Depuis Milton Friedman, la pensée managériale dominante a intégré que la finalité de l’entreprise est de réaliser des profits.

Christophe Clavé*

Christophe Clavé, président d'EGMA.

 

Des générations de dirigeants, dont je fais partie, ont été éduquées avec ce mantra. Venant de France, un débat remet ce postulat en question. Les finalités de l’entreprise seraient multiples, ouvrant ainsi un champ nouveau de responsabilité pour ses dirigeants.

1. L’origine de cet axiome.

Dans Capitalism and Freedom publié en 1962, Milton Friedman posait un principe structurant du capitalisme de la fin du XXe siècle, qui a donné lieu à une abondante littérature.

Il a précisé sa pensée dans un article publié dans le New-York Times en 1970. La thèse de Friedman affirme tout d’abord que la responsabilité sociale de l’entreprise est d’accroître ses bénéfices, ce qui aboutit à affirmer la prééminence de l’actionnaire présenté comme le seul propriétaire de l’entreprise. C’est aux actionnaires et à eux seuls qu’il revient de prendre les décisions sur son avenir. Le management doit prendre ses décisions dans le but d’optimiser les intérêts des actionnaires.

2. L’entreprise utile à la collectivité.

Cette pensée dominante n’a cependant jamais fait l’unanimité. Depuis la crise de 1929 la question de la responsabilité sociale de l’entreprise est en débat. Les employés et les clients apparaissent dans certains écrits comme de nouvelles parties-prenantes (stakeholders) de l’entreprise, dotés de droits qui leur sont propres, rejoint plus récemment par d’autres acteurs. L’idée que l’entreprise doit être utile à la société apparait peu à peu. La légitimité du pouvoir qu’exerce l’entreprise, et à travers elle son management sur la vie des salariés et des clients est également posée.

3. A qui appartient l’entreprise?

Ces débats qui introduisent de nouveaux droits pour les parties-prenantes et de nouveaux devoirs pour l’entreprise posent peu à peu la question de la propriété de l’entreprise. Si l’entreprise a des obligations envers ses salariés, ses clients, la communauté dans laquelle elle évolue, qui en est alors vraiment le propriétaire? Qui doit légitimement profiter de la valeur qu’elle crée? Si son objectif ne réside plus dans la recherche du profit, alors quels sont ses objectifs? Quelles sont les contraintes nouvelles qui doivent peser sur elles?

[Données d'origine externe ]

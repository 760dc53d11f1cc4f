// Copyright (c) 2024-present, fjall-rs
// This source code is licensed under both the Apache 2.0 and MIT License
// (found in the LICENSE-* files in the repository)

use crate::{
    coding::{DecodeError, EncodeError},
    Blob, IStr,
};
use byteorder::{LittleEndian, ReadBytesExt, WriteBytesExt};
use std::{
    cmp::Ordering,
    io::{Read, Write},
};

/// Pluggable ordering for blob-typed keys
///
/// The default ordering of blob keys is lexicographic; a table can be handed
/// a named comparator instead. The name is persisted by tables that depend on
/// their sort order, so the same comparator can be supplied on reopen.
pub trait BlobComparator: Send + Sync {
    fn name(&self) -> &str;

    fn compare(&self, a: &[u8], b: &[u8]) -> Ordering;
}

/// Key type tag of a table
#[derive(Copy, Clone, Debug, Eq, PartialEq)]
pub enum KeyType {
    /// 32-bit unsigned integer keys
    UInt32,

    /// 64-bit float keys
    Double,

    /// UTF-8 string keys
    Str,

    /// Arbitrary byte keys
    Blob,
}

impl From<KeyType> for u8 {
    fn from(value: KeyType) -> Self {
        match value {
            KeyType::UInt32 => 0,
            KeyType::Double => 1,
            KeyType::Str => 2,
            KeyType::Blob => 3,
        }
    }
}

impl TryFrom<u8> for KeyType {
    type Error = ();

    fn try_from(value: u8) -> Result<Self, Self::Error> {
        match value {
            0 => Ok(Self::UInt32),
            1 => Ok(Self::Double),
            2 => Ok(Self::Str),
            3 => Ok(Self::Blob),
            _ => Err(()),
        }
    }
}

/// A typed table key
#[derive(Clone, Debug)]
pub enum Dtype {
    UInt32(u32),
    Double(f64),
    Str(IStr),
    Blob(Blob),
}

impl Dtype {
    #[must_use]
    pub fn key_type(&self) -> KeyType {
        match self {
            Self::UInt32(_) => KeyType::UInt32,
            Self::Double(_) => KeyType::Double,
            Self::Str(_) => KeyType::Str,
            Self::Blob(_) => KeyType::Blob,
        }
    }

    /// Type-specific three-way comparison.
    ///
    /// Blob keys honor `cmp` when given; doubles use the IEEE total order.
    /// Comparing keys of different types is a programmer error.
    #[must_use]
    pub fn compare(&self, other: &Self, cmp: Option<&dyn BlobComparator>) -> Ordering {
        debug_assert_eq!(
            self.key_type(),
            other.key_type(),
            "comparing keys of different types",
        );

        match (self, other) {
            (Self::UInt32(a), Self::UInt32(b)) => a.cmp(b),
            (Self::Double(a), Self::Double(b)) => a.total_cmp(b),
            (Self::Str(a), Self::Str(b)) => a.cmp(b),
            (Self::Blob(a), Self::Blob(b)) => match cmp {
                Some(cmp) => cmp.compare(a, b),
                None => a.cmp(b),
            },
            _ => u8::from(self.key_type()).cmp(&u8::from(other.key_type())),
        }
    }

    /// The key's stable byte representation (little-endian for numerics).
    ///
    /// This feeds the bloom filter hash and the fixed-width key sections of
    /// on-disk tables.
    #[must_use]
    pub fn flatten(&self) -> Blob {
        match self {
            Self::UInt32(v) => Blob::from(v.to_le_bytes()),
            Self::Double(v) => Blob::from(v.to_bits().to_le_bytes()),
            Self::Str(v) => Blob::from(v.as_str()),
            Self::Blob(v) => v.clone(),
        }
    }

    /// Serializes the key; variable-length types carry a `u32` length prefix.
    pub fn encode_into<W: Write>(&self, writer: &mut W) -> Result<(), EncodeError> {
        match self {
            Self::UInt32(v) => writer.write_u32::<LittleEndian>(*v)?,
            Self::Double(v) => writer.write_u64::<LittleEndian>(v.to_bits())?,
            Self::Str(v) => {
                #[allow(clippy::cast_possible_truncation)]
                writer.write_u32::<LittleEndian>(v.len() as u32)?;
                writer.write_all(v.as_str().as_bytes())?;
            }
            Self::Blob(v) => {
                #[allow(clippy::cast_possible_truncation)]
                writer.write_u32::<LittleEndian>(v.len() as u32)?;
                writer.write_all(v)?;
            }
        }
        Ok(())
    }

    /// Deserializes a key of the given type.
    pub fn decode_from<R: Read>(reader: &mut R, key_type: KeyType) -> Result<Self, DecodeError> {
        Ok(match key_type {
            KeyType::UInt32 => Self::UInt32(reader.read_u32::<LittleEndian>()?),
            KeyType::Double => Self::Double(f64::from_bits(reader.read_u64::<LittleEndian>()?)),
            KeyType::Str => {
                let len = reader.read_u32::<LittleEndian>()? as usize;
                let mut buf = vec![0; len];
                reader.read_exact(&mut buf)?;
                Self::Str(IStr::new(std::str::from_utf8(&buf)?))
            }
            KeyType::Blob => {
                let len = reader.read_u32::<LittleEndian>()? as usize;
                let mut buf = vec![0; len];
                reader.read_exact(&mut buf)?;
                Self::Blob(buf.into())
            }
        })
    }
}

impl PartialEq for Dtype {
    fn eq(&self, other: &Self) -> bool {
        self.key_type() == other.key_type() && self.compare(other, None) == Ordering::Equal
    }
}

impl Eq for Dtype {}

impl PartialOrd for Dtype {
    fn partial_cmp(&self, other: &Self) -> Option<Ordering> {
        Some(self.cmp(other))
    }
}

impl Ord for Dtype {
    fn cmp(&self, other: &Self) -> Ordering {
        self.compare(other, None)
    }
}

impl std::hash::Hash for Dtype {
    fn hash<H: std::hash::Hasher>(&self, state: &mut H) {
        u8::from(self.key_type()).hash(state);

        match self {
            Self::UInt32(v) => v.hash(state),
            Self::Double(v) => v.to_bits().hash(state),
            Self::Str(v) => v.hash(state),
            Self::Blob(v) => v.hash(state),
        }
    }
}

impl From<u32> for Dtype {
    fn from(value: u32) -> Self {
        Self::UInt32(value)
    }
}

impl From<f64> for Dtype {
    fn from(value: f64) -> Self {
        Self::Double(value)
    }
}

impl From<&str> for Dtype {
    fn from(value: &str) -> Self {
        Self::Str(IStr::new(value))
    }
}

impl From<Blob> for Dtype {
    fn from(value: Blob) -> Self {
        Self::Blob(value)
    }
}

#[cfg(test)]
mod tests {
    use super::*;
    use test_log::test;

    struct ReverseCmp;

    impl BlobComparator for ReverseCmp {
        fn name(&self) -> &str {
            "reverse"
        }

        fn compare(&self, a: &[u8], b: &[u8]) -> Ordering {
            b.cmp(a)
        }
    }

    #[test]
    fn dtype_uint_order() {
        assert!(Dtype::from(1_u32) < Dtype::from(2_u32));
        assert_eq!(Dtype::from(7_u32), Dtype::from(7_u32));
    }

    #[test]
    fn dtype_double_total_order() {
        assert!(Dtype::from(-1.5) < Dtype::from(0.0));
        assert!(Dtype::from(f64::NEG_INFINITY) < Dtype::from(f64::MAX));
        assert_eq!(Dtype::from(2.5), Dtype::from(2.5));
    }

    #[test]
    fn dtype_blob_custom_cmp() {
        let a = Dtype::from(Blob::from(*b"aaa"));
        let b = Dtype::from(Blob::from(*b"bbb"));

        assert_eq!(Ordering::Less, a.compare(&b, None));
        assert_eq!(Ordering::Greater, a.compare(&b, Some(&ReverseCmp)));
    }

    #[test]
    fn dtype_round_trip() -> Result<(), DecodeError> {
        for key in [
            Dtype::from(42_u32),
            Dtype::from(13.37),
            Dtype::from("hello"),
            Dtype::from(Blob::from([0, 1, 254, 255])),
        ] {
            let bytes = {
                let mut v = vec![];
                #[allow(clippy::expect_used)]
                key.encode_into(&mut v).expect("vec write cannot fail");
                v
            };

            let decoded = Dtype::decode_from(&mut &bytes[..], key.key_type())?;
            assert_eq!(key, decoded);
        }

        Ok(())
    }
}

4. Les nouvelles responsabilités des dirigeants.

Ce débat n’a jamais vraiment cessé même s’il n’a pas été au centre des questions touchant la transformation des entreprises au cours de ces 30 ou 40 dernières années. Il ressurgit cependant avec une certaine acuité en France. «Nous voulons inscrire dans le marbre le principe que l’entreprise n’est pas seulement au service de ses actionnaires mais qu’elle doit être attentive aux enjeux sociaux et environnementaux de son activité», a déclaré le président de Michelin, Jean-Dominique Senard, co-auteur d’un rapport rédigé avec l’ex dirigeante de la CFDT Nicole Notat. Ce rapport préconise de modifier le Code civil français pour y introduire la notion d’«intérêt propre» de l’entreprise, au-delà de celui de ses actionnaires, ainsi qu’une dimension sociale et environnementale.

De nouvelles obligations naitraient alors pour les entreprises, leurs managers et leurs actionnaires.

Que nous apprend ce débat? Que l’évolution des entreprises vers plus d’agilité s’inscrit dans un processus d’évolution bien plus large, touchant toute la société. Cette évolution se caractérise par plus d’horizontalité et une interpellation de l’entreprise et de ses dirigeants dépassant le cadre de la production de valeur pour les actionnaires. S’y opposer n’équivaut-il pas à nager contre le courant de l’Histoire?